If you go higher in temps your ashes will melt.
After cooling you check the color of the ashes.
If the ashes are not a relatively homogenous very light grey to white ash, do have dark bits in it you repeat the ashing (maybe with breaking up clumps of dark ashes) until you get a nice whitish ash.
Then you weight the ashes with a very precise scale.
Different plants do have different typical ash weights. If the ashes of your sample are heavier you have a quality problem.
Not sure if ashes can be too light.

Ashes do contain among others: Oxides like P2O5, K2O, MgO, CaO, Fe2O3, SiO, Carbonates
So the Phosphor, Potassium, Magnesium, Calcium and others that is in your plants will show in the weight of the ashes.

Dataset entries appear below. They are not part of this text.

//! Memory durability test: records written through the store survive a reopen of the
//! same sled directory, with versions and record ids intact.
//!
//! Run with: `cargo test -p evo-core --test memory_durability_test`

use evo_core::{
    DecisionEngine, DecisionOutcome, EvoConfig, MemoryReader, MemoryStore, MemoryWrite, Skill, SkillError,
    SkillInput, SkillRegistry, SkillResult, TriggerPattern,
};
use std::sync::Arc;

#[test]
fn put_survives_reopen() {
    let temp_dir = tempfile::tempdir().expect("create temp dir");
    let db_path = temp_dir.path().join("evo_memory");

    {
        let store = MemoryStore::open(&db_path).expect("open store");
        store.put("note1", "hello").expect("put note1");
    }

    let store = MemoryStore::open(&db_path).expect("reopen store");
    assert_eq!(store.get("note1").expect("get note1"), serde_json::json!("hello"));
}

#[test]
fn versions_and_ids_continue_after_reopen() {
    let temp_dir = tempfile::tempdir().expect("create temp dir");
    let db_path = temp_dir.path().join("evo_memory");

    let first_id = {
        let store = MemoryStore::open(&db_path).expect("open store");
        store.append("notes", "one").expect("append one");
        store.append("notes", "two").expect("append two")
    };

    let store = MemoryStore::open(&db_path).expect("reopen store");
    let next_id = store.append("notes", "three").expect("append three");
    assert!(next_id > first_id);

    let history = store.history("notes").expect("history");
    let versions: Vec<u64> = history.iter().map(|r| r.version).collect();
    assert_eq!(versions, [1, 2, 3]);
    assert_eq!(store.get("notes").expect("latest"), serde_json::json!("three"));

    store.put("notes", "reset").expect("replace");
    let history = store.history("notes").expect("history after replace");
    assert_eq!(history.len(), 1);
    assert_eq!(history[0].version, 4);
}

#[test]
fn query_rescans_current_state() {
    let store = MemoryStore::open_temporary().expect("open store");
    store.put("fact/car", "red").expect("put");
    store.put("fact/dog", "rex").expect("put");
    store.put("other", 1).expect("put");

    let facts = || {
        store
            .query(|r| r.key.starts_with("fact/"))
            .collect::<Result<Vec<_>, _>>()
            .expect("query")
    };
    assert_eq!(facts().len(), 2);
    store.remove("fact/dog").expect("remove");
    assert_eq!(facts().len(), 1);
    assert_eq!(store.keys().expect("keys"), ["fact/car", "other"]);
}

struct Remember;

#[async_trait::async_trait]
impl Skill for Remember {
    fn name(&self) -> &str {
        "remember"
    }

    fn triggers(&self) -> Vec<TriggerPattern> {
        vec![TriggerPattern::prefix("remember")]
    }

    async fn execute(&self, input: &SkillInput<'_>, _memory: &MemoryReader<'_>) -> Result<SkillResult, SkillError> {
        Ok(SkillResult::say("ok").with_write(MemoryWrite::Put {
            key: "fact/last".into(),
            content: serde_json::json!(input.argument()),
        }))
    }
}

#[tokio::test]
async fn engine_writes_survive_restart() {
    let temp_dir = tempfile::tempdir().expect("create temp dir");
    let config = EvoConfig {
        storage_path: temp_dir.path().join("evo_memory").to_string_lossy().into_owned(),
        ..EvoConfig::default()
    };

    {
        let mut registry = SkillRegistry::new();
        registry.register_skill(Arc::new(Remember)).expect("register");
        let memory = Arc::new(MemoryStore::open(&config.storage_path).expect("open store"));
        let mut engine = DecisionEngine::new(registry, memory, &config);
        let outcome = engine.process("Remember the milk").await;
        assert!(matches!(outcome, DecisionOutcome::Executed { .. }));
    }

    let store = MemoryStore::open(&config.storage_path).expect("reopen store");
    assert_eq!(store.get("fact/last").expect("fact"), serde_json::json!("the milk"));
}

#[test]
fn concurrent_appends_to_one_key_are_serialized() {
    let store = Arc::new(MemoryStore::open_temporary().expect("open store"));
    let writers: Vec<_> = (0..4)
        .map(|w| {
            let store = Arc::clone(&store);
            std::thread::spawn(move || {
                for i in 0..25 {
                    store
                        .append("shared", serde_json::json!({ "writer": w, "i": i }))
                        .expect("append");
                }
            })
        })
        .collect();
    for writer in writers {
        writer.join().expect("writer thread");
    }

    let versions: Vec<u64> = store.history("shared").expect("history").iter().map(|r| r.version).collect();
    assert_eq!(versions, (1..=100).collect::<Vec<u64>>());
}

You can analyse the ashes for different heavy metals too.
I do not know if the heavy metals are present enough to really show up in the weight of the ashes.

Another idea just comes to my mind. There are ashless filters. They are made out of treated cellulose.
When burnt they leave near to no weight.
Plant matter is a lot of cellulose. So I guess clean plant matter can burn almost ashless.

When smoking a joint or a pipe, i guess the ashes get whiter with a hotter cherry and or more oxygen (airflow). Isn’t charcoal produced with restricting the oxygen?

Cherry is less hot when red, the hotter the whiter the shine of the cherry.
Observe your joint, when you draw or a woodfire when you blow air or even pure oxygen (don’t do it may be a strong reaction) on it.
(what temp has a joint cherry 400° 600° 800°C anyone knows or can measure it?)

How you smoke has a big impact on the appearance of your ashes, as has the material.
But I guess if the same person smokes the same way a homogenous whiter or lighter grey ash can be a quality sign but its not really scientific.

Now to the observation of DC. There may be something to it:

The ashes stay hot for longer if they weight more, like any material.
So your observation is really worth looking at!
Cool

P.S.: My lung says exactly this.

Some weeds just smell burnt, heavy on the lungs. Dark ash.
Black ashes make me cough much much more. (Even when i vaporize such weed) I generally would not even want to touch such weed. Just got CBD Flowers like this at a dispensary , but I guess it is more than just too much fertiliser they also smell weird. Might try to weight the ashes of some samples.
Some weed you can taste much more of the trichomes and much less burnt matter. Generally whiter ash.

The cannabis that burns to whitish ash is also much better in a vaporizer. You can go on a higher temperature without irritating the lung more.